Amid cuts to government-funded research programs, Arc is maintaining itself as a resource for scientists across the Bay Area to kickstart new research projects. As opposed to the traditional granting strategy of funding a single project, Arc supports researchers individually and allows them to pursue whichever inquiries interest them.
“We really focus on funding the individual, rather than funding a specific project,” Academic Affairs Manager Tina Solvik said. “Whether that is a core investigator who is based at Arc or it’s a faculty member at UC Berkeley who’s getting a $1 million grant from Arc for five years, we’re funding them based on their innovative ideas for the future, but not a specific project they want to pursue.”

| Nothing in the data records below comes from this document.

//! crosspost - scheduled multi-target publishing
//!
//! Publishes a fixed, numbered content set to many independent targets over a
//! multi-week campaign. Each (item, target) pair is published at most once,
//! even across interrupted or repeated runs, and missed days are caught up.
//!
//! # Architecture
//!
//! The library is organized into several modules:
//!
//! - [`models`] - Content items and the validated content set
//! - [`scheduler`] - Date resolution, due-set selection and the daily loop
//! - [`storage`] - Durable status ledger
//! - [`targets`] - Publish capabilities and their registry
//! - [`dispatch`] - Per-item fan-out with per-target failure isolation
//! - [`runner`] - Campaign runs tying the pieces together
//! - [`report`] - Per-day status report
//! - [`config`] - Configuration management and settings
//! - [`utils`] - Common utilities and helpers
//!
//! # Example
//!
//! ```no_run
//! use crosspost::config::Config;
//! use crosspost::runner::Campaign;
//!
//! #[tokio::main]
//! async fn main() -> anyhow::Result<()> {
//!     let config = Config::load(None)?;
//!     let campaign = Campaign::from_config(&config)?;
//!     let summary = campaign.run_due(campaign.today()).await?;
//!     println!("{} item(s) dispatched", summary.dispatched());
//!     Ok(())
//! }
//! ```

pub mod config;
pub mod dispatch;
pub mod error;
pub mod models;
pub mod report;
pub mod runner;
pub mod scheduler;
pub mod storage;
pub mod targets;
pub mod utils;

/// Re-export commonly used types
pub mod prelude {
    pub use crate::config::Config;
    pub use crate::dispatch::{DispatchResult, Dispatcher};
    pub use crate::error::{CrosspostErrorTrait, Error, ErrorCategory, Result};
    pub use crate::models::{ContentItem, ContentSet};
    pub use crate::runner::Campaign;
    pub use crate::scheduler::{Cadence, ScheduleConfig};
    pub use crate::storage::{PublicationRecord, StatusLedger};
    pub use crate::targets::{PublishTarget, TargetRegistry};
}

// Direct re-exports for convenience
pub use models::{ContentItem, ContentSet};
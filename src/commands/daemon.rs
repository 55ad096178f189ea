use anyhow::{Context, Result};
use std::sync::Arc;

use crosspost::config::Config;
use crosspost::runner::{Campaign, CampaignJob};
use crosspost::scheduler::{PublishTrigger, TriggerEvent};

pub async fn daemon(config: &Config, dry_run: bool) -> Result<()> {
    let campaign = Arc::new(Campaign::from_config(config).context("Failed to load campaign")?);
    let schedule = campaign.schedule().clone();

    let job = Arc::new(CampaignJob::new(campaign, dry_run));
    let trigger = Arc::new(PublishTrigger::new(schedule.clone(), job));

    println!("Daemon started.\n");
    print!("{}", trigger.status().await.display());
    println!("  Start date: {}", schedule.start_date);
    println!("  Cadence: {}", schedule.cadence);
    if dry_run {
        println!("  Dry run: publishers will not be called");
    }
    println!("  Press Ctrl+C to stop.\n");

    let mut events = trigger.subscribe();
    let event_logger = tokio::spawn(async move {
        while let Ok(event) = events.recv().await {
            match event {
                TriggerEvent::RunCompleted { today, dispatched, .. } => {
                    println!("[{today}] run completed, {dispatched} item(s) dispatched");
                }
                TriggerEvent::RunFailed { today, reason } => {
                    eprintln!("[{today}] run failed: {reason}");
                }
                TriggerEvent::Stopped => break,
                TriggerEvent::RunStarted { .. } => {}
            }
        }
    });

    let runner = tokio::spawn({
        let trigger = trigger.clone();
        async move { trigger.start().await }
    });

    tokio::signal::ctrl_c()
        .await
        .context("Failed to listen for Ctrl+C")?;
    tracing::info!("Shutdown requested");

    trigger.stop().await;
    runner.await.context("Scheduler task failed")?;
    let _ = event_logger.await;

    println!("Daemon stopped.");
    Ok(())
}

Founded in 2021 by Silvana Konermann, Patrick Hsu, and Patrick Collison, this relatively new non-profit has had a high impact on the local research community as well as the world of biomedical research. The unique way of funding individual researchers has attracted many more funders.
“Arc has privately fundraised over $650 million,” Solvik said. “And we’re continuing to fundraise for future years, and that enables us to fund what we call high-impact, high-reward, very creative research.”
Arc project grants are funded by the individual investors who are interested in the researcher’s field of study, allowing them to be free from recent federal grant cuts. These donations give Arc another critical advantage, the ability to give out grants quickly. In fact, grants can be given to individual researchers in 48 hours, according to Solvik, who added that the fast grant is something the founders have worked on in the past few years, as a direct result of COVID-19.
In 2021, Arc Institute started as Fast Grants, a small scale grant provider that ensured COVID19 research could be performed quickly without having to go through arduous government pathways.
“They [researchers] were able to really turn around and start projects on COVID quickly,” Solvik said. “They [Arc Institute] funded around 250 different projects and $50 million worth of research on COVID.”
Aside from the grants that support individual researchers, Arc is also known for its cross-disciplinary research.
“The most impactful science is going to be cross-disciplinary,” Solvik said. “That kind of research is going to be more and more high impact and requires expertise across fields that no one person could have alone. … Connecting machine learning scientists with epigeneticists and chemical biologists and immunologists is really important to science and is really fundamental in how Arc is modeled.”
In connecting these scientists, the Arc Institute not only impacts many people, but also becomes a stepping stone in global health discoveries. They do so by allowing researchers to quickly get into labs and make findings.
“That’s the beauty of scientific discovery,” said Xujun Cao, an Arc Institute PhD student working on therapeutics for a rare autoimmune disease that only affects an extremely small number of people.
“Whether the disease you start with affects six people or six million, you can still make a significant impact in the discoveries you make, and in the work you put forward,” Cao said.